Using a procedure for spinach pkhali I briefly blanch the leaves in boiling water...
... then cool them in a bowl of cold water.
Remove the leaves to a blender...
... and squeeze out as much water as you can.
Blend or pound as you prefer...
... then add a bit of garlic, some roasted walnuts and a sweet onion, as you prefer. Season with chopped parsley, paprika, turmeric, ground fenugreek, salt, pepper, some oil and vinegar as per your taste.
...until you get to this. Some people pound it until you get a paste - see which way you prefer.
Spoon to form little mounds on as many saucers as possible so as to cover the whole table. Decorate with pomegranate seeds, yogurt and some walnuts.
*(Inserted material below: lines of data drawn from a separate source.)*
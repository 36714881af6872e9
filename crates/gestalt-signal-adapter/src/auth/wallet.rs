/*
[INPUT]:  Challenge message to sign
[OUTPUT]: Signature string for challenge verification
[POS]:    Auth layer - wallet integration abstraction
[UPDATE]: When adding new wallet types or changing signature format
*/

use async_trait::async_trait;

use crate::http::Result;

/// Trait for wallet signing operations
///
/// The trait is async to support hardware wallets and external signers.
#[async_trait]
pub trait WalletSigner: Send + Sync {
    /// Get the wallet address (`0x`-prefixed hex)
    fn address(&self) -> &str;

    /// Sign a challenge message (EIP-191 personal sign) and return `0x`-hex
    async fn sign_message(&self, message: &str) -> Result<String>;
}

/// Mock wallet signer for testing
#[derive(Debug, Clone)]
pub struct MockWalletSigner {
    address: String,
    signature: String,
}

impl MockWalletSigner {
    /// Create a new mock signer with predetermined signature
    pub fn new(address: &str, signature: &str) -> Self {
        Self {
            address: address.to_string(),
            signature: signature.to_string(),
        }
    }
}

#[async_trait]
impl WalletSigner for MockWalletSigner {
    fn address(&self) -> &str {
        &self.address
    }

    async fn sign_message(&self, _message: &str) -> Result<String> {
        Ok(self.signature.clone())
    }
}
/*
[INPUT]:  Signal engine schema definitions and serde requirements
[OUTPUT]: Typed Rust enums with serialization support
[POS]:    Data layer - type definitions for API communication
[UPDATE]: When the engine emits new signal kinds
*/

use serde::{Deserialize, Serialize};

#[derive(Debug, Clone, Copy, PartialEq, Eq, Hash, Serialize, Deserialize)]
#[serde(rename_all = "SCREAMING_SNAKE_CASE")]
pub enum TradingSignal {
    Buy,
    SellProfit,
    SellStop,
    Hold,
    #[serde(other)]
    Other,
}

impl TradingSignal {
    /// Whether the engine records this signal in its history table.
    pub fn is_actionable(self) -> bool {
        matches!(
            self,
            TradingSignal::Buy | TradingSignal::SellProfit | TradingSignal::SellStop
        )
    }

    pub fn as_str(self) -> &'static str {
        match self {
            TradingSignal::Buy => "BUY",
            TradingSignal::SellProfit => "SELL_PROFIT",
            TradingSignal::SellStop => "SELL_STOP",
            TradingSignal::Hold => "HOLD",
            TradingSignal::Other => "OTHER",
        }
    }
}

#[cfg(test)]
mod tests {
    use super::*;

    #[test]
    fn unknown_signal_maps_to_other() {
        let signal: TradingSignal = serde_json::from_str("\"SHORT\"").unwrap();
        assert_eq!(signal, TradingSignal::Other);
        assert!(!signal.is_actionable());
    }

    #[test]
    fn sell_variants_are_actionable() {
        let signal: TradingSignal = serde_json::from_str("\"SELL_PROFIT\"").unwrap();
        assert_eq!(signal, TradingSignal::SellProfit);
        assert!(signal.is_actionable());
        assert!(!TradingSignal::Hold.is_actionable());
    }
}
Some dishes are not to be judged by their looks, they look plain but pack fantastic flavor. This is almost the opposite. Here the looks are so pretty (if I say so myself!) that guests are wary of even touching them!
This is a personal way of preparing a pkhali with what I have in the garden - there are lot of other ways and I am sure that some Georgians will take exception at my use of certain ingredients. Let them, as I am hungry for more information about Georgian cuisine...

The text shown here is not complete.